Assignment: Establish how many lines in the material include the string "migrated" and report it as a lone number.

Records for this task:
-*-

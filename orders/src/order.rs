//! The order sum type and its variant payloads.

use crate::status::{DepositConfirmStatus, OrderStatus, OrderType};
use custos_types::{Amount, CuAddress, ExtAddress, OrderId, Symbol};
use serde::{Deserialize, Serialize};

/// Fields common to every order variant.
#[derive(Clone, Debug, PartialEq, Eq, Serialize, Deserialize)]
pub struct OrderBase {
    pub id: OrderId,
    /// The CU this order settles for (the depositing user, the withdrawing
    /// user, the source OPCU).
    pub cu_address: CuAddress,
    pub symbol: Symbol,
    pub status: OrderStatus,
    /// Block height the order was created at.
    pub height: u64,
}

impl OrderBase {
    pub fn new(id: OrderId, cu_address: CuAddress, symbol: Symbol, height: u64) -> Self {
        Self {
            id,
            cu_address,
            symbol,
            status: OrderStatus::Begin,
            height,
        }
    }
}

/// A `(tx_hash, index)` outpoint an order declares it will spend.
#[derive(Clone, Debug, PartialEq, Eq, Serialize, Deserialize)]
pub struct OutPoint {
    pub tx_hash: String,
    pub index: u64,
}

/// One eligible item of an epoch-migration transfer set.
#[derive(Clone, Debug, PartialEq, Eq, Serialize, Deserialize)]
pub struct TransferItem {
    pub tx_hash: String,
    pub index: u64,
    pub amount: Amount,
}

/// Deposit evidence plus the consolidation workflow that follows it.
#[derive(Clone, Debug, PartialEq, Eq, Serialize, Deserialize)]
pub struct CollectOrder {
    pub base: OrderBase,
    /// The proposing CU (the observed sender side of the deposit call).
    pub from_cu: CuAddress,
    /// The multisig address the deposit landed on.
    pub ext_address: ExtAddress,
    pub tx_hash: String,
    pub index: u64,
    pub amount: Amount,
    pub memo: String,
    pub deposit_status: DepositConfirmStatus,

    // ── Consolidation (filled from CollectWaitSign onward) ──────────────
    /// The OPCU the deposits consolidate into.
    pub collect_to: Option<CuAddress>,
    pub raw_data: Vec<u8>,
    pub signed_tx: Vec<u8>,
    /// Hash of the settlement transaction once known.
    pub settle_tx_hash: String,
    /// Declared inputs for UTXO symbols.
    pub vins: Vec<OutPoint>,
    pub cost_fee: Amount,
}

impl CollectOrder {
    pub fn new(
        base: OrderBase,
        from_cu: CuAddress,
        ext_address: ExtAddress,
        tx_hash: String,
        index: u64,
        amount: Amount,
        memo: String,
    ) -> Self {
        Self {
            base,
            from_cu,
            ext_address,
            tx_hash,
            index,
            amount,
            memo,
            deposit_status: DepositConfirmStatus::Unconfirmed,
            collect_to: None,
            raw_data: Vec::new(),
            signed_tx: Vec::new(),
            settle_tx_hash: String::new(),
            vins: Vec::new(),
            cost_fee: Amount::ZERO,
        }
    }
}

/// An outbound user withdrawal.
#[derive(Clone, Debug, PartialEq, Eq, Serialize, Deserialize)]
pub struct WithdrawalOrder {
    pub base: OrderBase,
    pub to_address: ExtAddress,
    pub amount: Amount,
    /// Fee the user pays on top of `amount`; both are held at creation.
    pub gas_fee: Amount,

    /// The OPCU funding the withdrawal (bound at WaitSign).
    pub opcu: Option<CuAddress>,
    pub raw_data: Vec<u8>,
    pub signed_tx: Vec<u8>,
    pub settle_tx_hash: String,
    pub vins: Vec<OutPoint>,
    pub cost_fee: Amount,
}

impl WithdrawalOrder {
    pub fn new(base: OrderBase, to_address: ExtAddress, amount: Amount, gas_fee: Amount) -> Self {
        Self {
            base,
            to_address,
            amount,
            gas_fee,
            opcu: None,
            raw_data: Vec::new(),
            signed_tx: Vec::new(),
            settle_tx_hash: String::new(),
            vins: Vec::new(),
            cost_fee: Amount::ZERO,
        }
    }
}

/// A native-gas top-up from an OPCU to an address that cannot cover its
/// own signing costs.
#[derive(Clone, Debug, PartialEq, Eq, Serialize, Deserialize)]
pub struct SysTransferOrder {
    pub base: OrderBase,
    pub to_cu: CuAddress,
    pub to_address: ExtAddress,
    pub amount: Amount,
    pub raw_data: Vec<u8>,
    pub signed_tx: Vec<u8>,
    pub settle_tx_hash: String,
    pub cost_fee: Amount,
}

/// An epoch key-rotation migration of an OPCU's full holdings.
#[derive(Clone, Debug, PartialEq, Eq, Serialize, Deserialize)]
pub struct OpcuAssetTransferOrder {
    pub base: OrderBase,
    /// Current-epoch destination address.
    pub to_address: ExtAddress,
    /// The exact eligible item set being migrated.
    pub items: Vec<TransferItem>,
    pub raw_data: Vec<u8>,
    pub signed_tx: Vec<u8>,
    pub settle_tx_hash: String,
    pub cost_fee: Amount,
}

impl OpcuAssetTransferOrder {
    /// Σ of the migrated item amounts, `None` on overflow.
    pub fn total_amount(&self) -> Option<Amount> {
        Amount::checked_sum(self.items.iter().map(|i| i.amount))
    }
}

/// Output of the upstream key-generation ceremony; carried as an order so
/// its progress shares the audit trail. This engine only stores it.
#[derive(Clone, Debug, PartialEq, Eq, Serialize, Deserialize)]
pub struct KeyGenOrder {
    pub base: OrderBase,
    pub pubkey: Vec<u8>,
    pub to_address: ExtAddress,
}

/// The closed order sum type, serde-tagged by `order_type`.
#[derive(Clone, Debug, PartialEq, Eq, Serialize, Deserialize)]
#[serde(tag = "order_type")]
pub enum Order {
    Collect(CollectOrder),
    Withdrawal(WithdrawalOrder),
    SysTransfer(SysTransferOrder),
    OpcuAssetTransfer(OpcuAssetTransferOrder),
    KeyGen(KeyGenOrder),
}

impl Order {
    pub fn base(&self) -> &OrderBase {
        match self {
            Order::Collect(o) => &o.base,
            Order::Withdrawal(o) => &o.base,
            Order::SysTransfer(o) => &o.base,
            Order::OpcuAssetTransfer(o) => &o.base,
            Order::KeyGen(o) => &o.base,
        }
    }

    pub fn base_mut(&mut self) -> &mut OrderBase {
        match self {
            Order::Collect(o) => &mut o.base,
            Order::Withdrawal(o) => &mut o.base,
            Order::SysTransfer(o) => &mut o.base,
            Order::OpcuAssetTransfer(o) => &mut o.base,
            Order::KeyGen(o) => &mut o.base,
        }
    }

    pub fn id(&self) -> OrderId {
        self.base().id
    }

    pub fn status(&self) -> OrderStatus {
        self.base().status
    }

    pub fn order_type(&self) -> OrderType {
        match self {
            Order::Collect(_) => OrderType::Collect,
            Order::Withdrawal(_) => OrderType::Withdrawal,
            Order::SysTransfer(_) => OrderType::SysTransfer,
            Order::OpcuAssetTransfer(_) => OrderType::OpcuAssetTransfer,
            Order::KeyGen(_) => OrderType::KeyGen,
        }
    }
}

#[cfg(test)]
mod tests {
    use super::*;

    fn collect_order() -> Order {
        Order::Collect(CollectOrder::new(
            OrderBase::new(
                OrderId::random(),
                CuAddress::new("cu_alice").unwrap(),
                Symbol::new("btc").unwrap(),
                10,
            ),
            CuAddress::new("cu_alice").unwrap(),
            ExtAddress::new("bc1qmultisig"),
            "deadbeef".into(),
            0,
            Amount::new(50_000),
            String::new(),
        ))
    }

    #[test]
    fn tag_dispatch_roundtrip() {
        let order = collect_order();
        let json = serde_json::to_string(&order).unwrap();
        assert!(json.contains("\"order_type\":\"Collect\""));
        let back: Order = serde_json::from_str(&json).unwrap();
        assert_eq!(back, order);
        assert_eq!(back.order_type(), OrderType::Collect);
    }

    #[test]
    fn new_orders_start_in_begin() {
        let order = collect_order();
        assert_eq!(order.status(), OrderStatus::Begin);
    }

    #[test]
    fn migration_total_sums_items() {
        let order = OpcuAssetTransferOrder {
            base: OrderBase::new(
                OrderId::random(),
                CuAddress::new("cu_opbtc").unwrap(),
                Symbol::new("btc").unwrap(),
                1,
            ),
            to_address: ExtAddress::new("bc1qnew"),
            items: vec![
                TransferItem {
                    tx_hash: "aa".into(),
                    index: 0,
                    amount: Amount::new(30),
                },
                TransferItem {
                    tx_hash: "bb".into(),
                    index: 1,
                    amount: Amount::new(12),
                },
            ],
            raw_data: Vec::new(),
            signed_tx: Vec::new(),
            settle_tx_hash: String::new(),
            cost_fee: Amount::ZERO,
        };
        assert_eq!(order.total_amount(), Some(Amount::new(42)));
    }
}
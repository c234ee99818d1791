//! The UTXO verification pipeline.
//!
//! Six ordered, fail-fast checks over a decoded vin/vout transaction:
//!
//! 1. every vin matches the declared outpoint set, positionally, and
//!    references a known spendable deposit item of the right amount;
//! 2. value is conserved: `Σvin − Σvout` equals the declared cost fee;
//! 3. every pending order's payout appears as a vout with the exact
//!    destination and amount;
//! 4. every remaining vout pays change back to an address the OPCU owns;
//! 5. the fee sits inside the gas-price band;
//! 6. the total payout is covered by booked asset coins and each payout
//!    clears the configured threshold.

use crate::error::VerifyError;
use crate::gas::check_gas_price_band;
use custos_chain::tx::{UtxoOut, UtxoTransaction};
use custos_orders::OutPoint;
use custos_store::deposit::DepositItem;
use custos_types::{Amount, DepositStatus, ExtAddress, OrderId, TokenInfo};

/// One payout a pending order expects the settlement transaction to make.
#[derive(Clone, Debug)]
pub struct ExpectedPayout {
    pub order_id: OrderId,
    pub to: ExtAddress,
    pub amount: Amount,
}

/// Everything the pipeline needs beyond the transaction itself.
pub struct UtxoVerifyContext<'a> {
    pub token: &'a TokenInfo,
    /// Addresses the OPCU owns across epochs; change must return to one.
    pub own_addresses: &'a [ExtAddress],
    /// The OPCU's booked asset coins for this symbol.
    pub asset_coins: Amount,
    /// The vin set the orders declared, in declaration order.
    pub declared_vins: &'a [OutPoint],
    /// Deposit items of the spending CU; the universe vins may reference.
    pub deposits: &'a [DepositItem],
    /// Status a referenced item must be in to count as spendable here.
    pub spendable_status: DepositStatus,
    /// Minimum per-payout amount (collect or withdrawal threshold).
    pub threshold: Amount,
}

/// Aggregate handed back to the orchestrator after a transaction passes.
#[derive(Clone, Debug, PartialEq, Eq)]
pub struct UtxoVerification {
    pub vin_total: Amount,
    pub total_payout: Amount,
    pub cost_fee: Amount,
    /// Vouts paying back to own addresses; minted as fresh deposit items
    /// once the settlement confirms.
    pub change: Vec<UtxoOut>,
}

pub fn verify_utxo_tx(
    ctx: &UtxoVerifyContext<'_>,
    payouts: &[ExpectedPayout],
    tx: &UtxoTransaction,
) -> Result<UtxoVerification, VerifyError> {
    // 1. Vins match the declared set exactly, in order, and each one
    //    references a spendable item with the decoded amount.
    if tx.vins.len() != ctx.declared_vins.len() {
        return Err(VerifyError::VinMismatch(format!(
            "declared {} inputs, transaction has {}",
            ctx.declared_vins.len(),
            tx.vins.len()
        )));
    }
    for (vin, declared) in tx.vins.iter().zip(ctx.declared_vins) {
        if vin.tx_hash != declared.tx_hash || vin.index != declared.index {
            return Err(VerifyError::VinMismatch(format!(
                "expected {}:{}, found {}:{}",
                declared.tx_hash, declared.index, vin.tx_hash, vin.index
            )));
        }
        let item = ctx
            .deposits
            .iter()
            .find(|d| d.tx_hash == vin.tx_hash && d.index == vin.index)
            .ok_or_else(|| VerifyError::UnknownUtxo {
                tx_hash: vin.tx_hash.clone(),
                index: vin.index,
            })?;
        if item.status != ctx.spendable_status {
            return Err(VerifyError::UtxoNotSpendable {
                tx_hash: vin.tx_hash.clone(),
                index: vin.index,
            });
        }
        if item.amount != vin.amount {
            return Err(VerifyError::VinMismatch(format!(
                "{}:{} amount {} does not match the recorded item {}",
                vin.tx_hash, vin.index, vin.amount, item.amount
            )));
        }
    }

    // 2. Conservation: recomputed fee must equal the declared one. The
    //    sums come from adapter-decoded data, so overflow is a rejection,
    //    not a panic.
    let vin_total = tx.vin_total().ok_or(VerifyError::AmountOverflow)?;
    let vout_total = tx.vout_total().ok_or(VerifyError::AmountOverflow)?;
    let computed_fee = vin_total.checked_sub(vout_total);
    if computed_fee != Some(tx.cost_fee) {
        return Err(VerifyError::FeeMismatch {
            vin_total: vin_total.raw(),
            vout_total: vout_total.raw(),
            cost_fee: tx.cost_fee.raw(),
        });
    }

    // 3. One distinct vout per expected payout, exact destination and amount.
    let mut used = vec![false; tx.vouts.len()];
    for payout in payouts {
        let slot = tx.vouts.iter().enumerate().find(|(i, v)| {
            !used[*i] && v.address.eq_canonical(&payout.to) && v.amount == payout.amount
        });
        match slot {
            Some((i, _)) => used[i] = true,
            None => {
                return Err(VerifyError::PayoutMismatch {
                    to: payout.to.to_string(),
                    amount: payout.amount.raw(),
                })
            }
        }
    }

    // 4. Whatever remains must be change back to the OPCU's own addresses.
    let mut change = Vec::new();
    for (i, vout) in tx.vouts.iter().enumerate() {
        if used[i] {
            continue;
        }
        if !ctx.own_addresses.iter().any(|a| a.eq_canonical(&vout.address)) {
            return Err(VerifyError::UnexpectedVout(vout.address.to_string()));
        }
        change.push(vout.clone());
    }

    // 5. Fee band.
    check_gas_price_band(tx.cost_fee, tx.estimated_size_kb, ctx.token.gas_price)?;

    // 6. Coverage and thresholds.
    let total_payout = Amount::checked_sum(payouts.iter().map(|p| p.amount))
        .ok_or(VerifyError::AmountOverflow)?;
    if total_payout > ctx.asset_coins {
        return Err(VerifyError::InsufficientCoins {
            needed: total_payout.raw(),
            available: ctx.asset_coins.raw(),
        });
    }
    for payout in payouts {
        if payout.amount < ctx.threshold {
            return Err(VerifyError::BelowThreshold {
                amount: payout.amount.raw(),
                threshold: ctx.threshold.raw(),
            });
        }
    }

    Ok(UtxoVerification {
        vin_total,
        total_payout,
        cost_fee: tx.cost_fee,
        change,
    })
}

#[cfg(test)]
mod tests {
    use super::*;
    use custos_chain::tx::UtxoIn;
    use custos_types::{Chain, CuAddress, Symbol, TokenInfo};
    use proptest::prelude::*;

    fn token() -> TokenInfo {
        let mut t = TokenInfo::utxo_defaults(Symbol::new("btc").unwrap(), Chain::new("btc"));
        // reference fee per kb: 10_000, band [8_000, 12_000] at 1 kb
        t.gas_price = Amount::new(10_000);
        t
    }

    fn item(tx_hash: &str, index: u64, amount: u128) -> DepositItem {
        DepositItem {
            symbol: Symbol::new("btc").unwrap(),
            cu_address: CuAddress::new("cu_opbtc").unwrap(),
            tx_hash: tx_hash.into(),
            index,
            amount: Amount::new(amount),
            ext_address: ExtAddress::new("bc1qold"),
            memo: String::new(),
            status: DepositStatus::Confirmed,
        }
    }

    struct Fixture {
        token: TokenInfo,
        own: Vec<ExtAddress>,
        deposits: Vec<DepositItem>,
        declared: Vec<OutPoint>,
        payouts: Vec<ExpectedPayout>,
        tx: UtxoTransaction,
    }

    /// Two inputs (60k + 50k), one 80k payout, 20k change, 10k fee.
    fn fixture() -> Fixture {
        let deposits = vec![item("aa", 0, 60_000), item("bb", 1, 50_000)];
        let declared = vec![
            OutPoint { tx_hash: "aa".into(), index: 0 },
            OutPoint { tx_hash: "bb".into(), index: 1 },
        ];
        let payouts = vec![ExpectedPayout {
            order_id: OrderId::random(),
            to: ExtAddress::new("bc1qdest"),
            amount: Amount::new(80_000),
        }];
        let tx = UtxoTransaction {
            hash: "settle".into(),
            vins: vec![
                UtxoIn {
                    tx_hash: "aa".into(),
                    index: 0,
                    amount: Amount::new(60_000),
                    address: ExtAddress::new("bc1qold"),
                },
                UtxoIn {
                    tx_hash: "bb".into(),
                    index: 1,
                    amount: Amount::new(50_000),
                    address: ExtAddress::new("bc1qold"),
                },
            ],
            vouts: vec![
                UtxoOut {
                    address: ExtAddress::new("bc1qdest"),
                    amount: Amount::new(80_000),
                },
                UtxoOut {
                    address: ExtAddress::new("bc1qown"),
                    amount: Amount::new(20_000),
                },
            ],
            cost_fee: Amount::new(10_000),
            estimated_size_kb: 1,
        };
        Fixture {
            token: token(),
            own: vec![ExtAddress::new("bc1qown")],
            deposits,
            declared,
            payouts,
            tx,
        }
    }

    fn ctx(f: &Fixture) -> UtxoVerifyContext<'_> {
        UtxoVerifyContext {
            token: &f.token,
            own_addresses: &f.own,
            asset_coins: Amount::new(1_000_000),
            declared_vins: &f.declared,
            deposits: &f.deposits,
            spendable_status: DepositStatus::Confirmed,
            threshold: f.token.collect_threshold,
        }
    }

    #[test]
    fn well_formed_transaction_passes() {
        let f = fixture();
        let out = verify_utxo_tx(&ctx(&f), &f.payouts, &f.tx).unwrap();
        assert_eq!(out.vin_total, Amount::new(110_000));
        assert_eq!(out.total_payout, Amount::new(80_000));
        assert_eq!(out.cost_fee, Amount::new(10_000));
        assert_eq!(out.change.len(), 1);
        assert_eq!(out.change[0].amount, Amount::new(20_000));
    }

    #[test]
    fn unknown_vin_rejected() {
        let mut f = fixture();
        f.deposits.remove(1);
        assert_eq!(
            verify_utxo_tx(&ctx(&f), &f.payouts, &f.tx),
            Err(VerifyError::UnknownUtxo {
                tx_hash: "bb".into(),
                index: 1
            })
        );
    }

    #[test]
    fn vin_order_must_match_declaration() {
        let mut f = fixture();
        f.declared.swap(0, 1);
        assert!(matches!(
            verify_utxo_tx(&ctx(&f), &f.payouts, &f.tx),
            Err(VerifyError::VinMismatch(_))
        ));
    }

    #[test]
    fn unspendable_item_rejected() {
        let mut f = fixture();
        f.deposits[0].status = DepositStatus::InProcess;
        assert_eq!(
            verify_utxo_tx(&ctx(&f), &f.payouts, &f.tx),
            Err(VerifyError::UtxoNotSpendable {
                tx_hash: "aa".into(),
                index: 0
            })
        );
    }

    #[test]
    fn overflowing_vin_sum_is_rejected_not_panicking() {
        let mut f = fixture();
        f.deposits[0].amount = Amount::new(u128::MAX);
        f.deposits[1].amount = Amount::new(1);
        f.tx.vins[0].amount = Amount::new(u128::MAX);
        f.tx.vins[1].amount = Amount::new(1);
        assert_eq!(
            verify_utxo_tx(&ctx(&f), &f.payouts, &f.tx),
            Err(VerifyError::AmountOverflow)
        );
    }

    #[test]
    fn declared_fee_must_equal_computed() {
        let mut f = fixture();
        f.tx.cost_fee = Amount::new(9_999);
        assert!(matches!(
            verify_utxo_tx(&ctx(&f), &f.payouts, &f.tx),
            Err(VerifyError::FeeMismatch { .. })
        ));
    }

    #[test]
    fn missing_payout_rejected() {
        let mut f = fixture();
        f.payouts[0].amount = Amount::new(80_001);
        assert!(matches!(
            verify_utxo_tx(&ctx(&f), &f.payouts, &f.tx),
            Err(VerifyError::PayoutMismatch { .. })
        ));
    }

    #[test]
    fn payout_address_comparison_ignores_case() {
        let mut f = fixture();
        f.payouts[0].to = ExtAddress::new("BC1QDEST");
        assert!(verify_utxo_tx(&ctx(&f), &f.payouts, &f.tx).is_ok());
    }

    #[test]
    fn change_to_foreign_address_rejected() {
        let mut f = fixture();
        f.own.clear();
        assert_eq!(
            verify_utxo_tx(&ctx(&f), &f.payouts, &f.tx),
            Err(VerifyError::UnexpectedVout("bc1qown".into()))
        );
    }

    #[test]
    fn band_edges_are_accepted() {
        // Shift value between change and fee so conservation keeps holding.
        for (fee, change, expect) in [
            (8_000u128, 22_000u128, Ok(())),
            (12_000, 18_000, Ok(())),
            (7_999, 22_001, Err(VerifyError::GasPriceTooLow)),
            (12_001, 17_999, Err(VerifyError::GasPriceTooHigh)),
        ] {
            let mut f = fixture();
            f.tx.cost_fee = Amount::new(fee);
            f.tx.vouts[1].amount = Amount::new(change);
            assert_eq!(
                verify_utxo_tx(&ctx(&f), &f.payouts, &f.tx).map(|_| ()),
                expect,
                "fee {fee}"
            );
        }
    }

    #[test]
    fn payout_beyond_asset_coins_rejected() {
        let f = fixture();
        let mut c = ctx(&f);
        c.asset_coins = Amount::new(79_999);
        assert_eq!(
            verify_utxo_tx(&c, &f.payouts, &f.tx),
            Err(VerifyError::InsufficientCoins {
                needed: 80_000,
                available: 79_999
            })
        );
    }

    #[test]
    fn payout_below_threshold_rejected() {
        let f = fixture();
        let mut c = ctx(&f);
        c.threshold = Amount::new(80_001);
        assert!(matches!(
            verify_utxo_tx(&c, &f.payouts, &f.tx),
            Err(VerifyError::BelowThreshold { .. })
        ));
    }

    proptest! {
        /// Conservation is decided purely by `Σvin − Σvout == cost_fee`:
        /// a consistent fee never reports `FeeMismatch`, a skewed one
        /// always does.
        #[test]
        fn fee_mismatch_iff_sums_disagree(
            vin_a in 1_000u128..1_000_000,
            vin_b in 1_000u128..1_000_000,
            fee in 0u128..1_000,
            skew in 1u128..500,
        ) {
            let mut f = fixture();
            f.deposits[0].amount = Amount::new(vin_a);
            f.deposits[1].amount = Amount::new(vin_b);
            f.tx.vins[0].amount = Amount::new(vin_a);
            f.tx.vins[1].amount = Amount::new(vin_b);
            f.tx.vouts[0].amount = Amount::new(vin_a);
            f.tx.vouts[1].amount = Amount::new(vin_b - fee);
            f.payouts[0].amount = Amount::new(vin_a);
            f.tx.cost_fee = Amount::new(fee);

            let consistent = verify_utxo_tx(&ctx(&f), &f.payouts, &f.tx);
            prop_assert!(
                !matches!(consistent, Err(VerifyError::FeeMismatch { .. })),
                "consistent fee must not raise FeeMismatch: {:?}",
                consistent
            );

            f.tx.cost_fee = Amount::new(fee + skew);
            let skewed = verify_utxo_tx(&ctx(&f), &f.payouts, &f.tx);
            prop_assert!(
                matches!(skewed, Err(VerifyError::FeeMismatch { .. })),
                "skewed fee must raise FeeMismatch: {:?}",
                skewed
            );
        }
    }
}
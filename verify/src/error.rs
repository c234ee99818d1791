use thiserror::Error;

/// One variant per verification failure, surfaced to callers as the reason
/// a transaction was rejected at `WaitSign`/`SignFinish`.
#[derive(Debug, Error, PartialEq, Eq)]
pub enum VerifyError {
    #[error("unknown utxo {tx_hash}:{index}")]
    UnknownUtxo { tx_hash: String, index: u64 },

    #[error("utxo {tx_hash}:{index} is not spendable in its current status")]
    UtxoNotSpendable { tx_hash: String, index: u64 },

    #[error("vin set does not match the declared set: {0}")]
    VinMismatch(String),

    #[error("transaction amounts overflow")]
    AmountOverflow,

    #[error("fee mismatch: vins {vin_total} - vouts {vout_total} != cost fee {cost_fee}")]
    FeeMismatch {
        vin_total: u128,
        vout_total: u128,
        cost_fee: u128,
    },

    #[error("no vout pays order destination {to} amount {amount}")]
    PayoutMismatch { to: String, amount: u128 },

    #[error("collect/changeback to an unexpected address: {0}")]
    UnexpectedVout(String),

    #[error("gas price is too high")]
    GasPriceTooHigh,

    #[error("gas price is too low")]
    GasPriceTooLow,

    #[error("amount {amount} is below the configured threshold {threshold}")]
    BelowThreshold { amount: u128, threshold: u128 },

    #[error("insufficient asset coins: paying out {needed}, holding {available}")]
    InsufficientCoins { needed: u128, available: u128 },

    #[error("account chains settle one order per transaction, got {0}")]
    SingleOrderRequired(usize),

    #[error("destination mismatch: expected {expected}, found {found}")]
    ToMismatch { expected: String, found: String },

    #[error("amount mismatch: expected {expected}, found {found}")]
    AmountMismatch { expected: u128, found: u128 },

    #[error("gas limit mismatch: expected {expected}, found {found}")]
    GasLimitMismatch { expected: u128, found: u128 },

    #[error("nonce mismatch: expected {expected}, found {found}")]
    NonceMismatch { expected: u64, found: u64 },

    #[error("sender mismatch: expected {expected}, found {found}")]
    FromMismatch { expected: String, found: String },

    #[error("contract address mismatch: expected {expected}, found {found}")]
    ContractMismatch { expected: String, found: String },
}
//! Deposit item storage trait.

use crate::StoreError;
use custos_types::{Amount, CuAddress, DepositStatus, ExtAddress, Symbol};
use serde::{Deserialize, Serialize};

/// One observed foreign-chain inflow, keyed by
/// `(symbol, cu_address, tx_hash, index)`.
///
/// For UTXO chains an item doubles as a spendable input once `Confirmed`;
/// items are deleted when a settlement consumes them, and change-back mints
/// fresh `Confirmed` items.
#[derive(Clone, Debug, PartialEq, Eq, Serialize, Deserialize)]
pub struct DepositItem {
    pub symbol: Symbol,
    pub cu_address: CuAddress,
    pub tx_hash: String,
    pub index: u64,
    pub amount: Amount,
    /// The foreign address the funds sit on.
    pub ext_address: ExtAddress,
    pub memo: String,
    pub status: DepositStatus,
}

impl DepositItem {
    /// The `(tx_hash, index)` outpoint identifying this item on-chain.
    pub fn outpoint(&self) -> (&str, u64) {
        (&self.tx_hash, self.index)
    }
}

/// Trait for deposit item storage.
///
/// `list_items` returns the deposit list of a `(symbol, cu)` pair in
/// insertion order — the iteration order every validator must agree on.
pub trait DepositStore {
    fn put_item(&self, item: &DepositItem) -> Result<(), StoreError>;

    fn get_item(
        &self,
        symbol: &Symbol,
        cu: &CuAddress,
        tx_hash: &str,
        index: u64,
    ) -> Result<DepositItem, StoreError>;

    fn exists(
        &self,
        symbol: &Symbol,
        cu: &CuAddress,
        tx_hash: &str,
        index: u64,
    ) -> Result<bool, StoreError>;

    /// Delete an item once fully consumed by settlement.
    fn delete_item(
        &self,
        symbol: &Symbol,
        cu: &CuAddress,
        tx_hash: &str,
        index: u64,
    ) -> Result<(), StoreError>;

    fn list_items(&self, symbol: &Symbol, cu: &CuAddress)
        -> Result<Vec<DepositItem>, StoreError>;
}
use thiserror::Error;

#[derive(Debug, Error)]
pub enum QuorumError {
    #[error("{0} is not a current validator operator")]
    NotValidator(String),

    #[error("tally codec error: {0}")]
    Codec(String),

    #[error("storage error: {0}")]
    Storage(#[from] custos_store::StoreError),
}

-*-

Result for this exercise: 2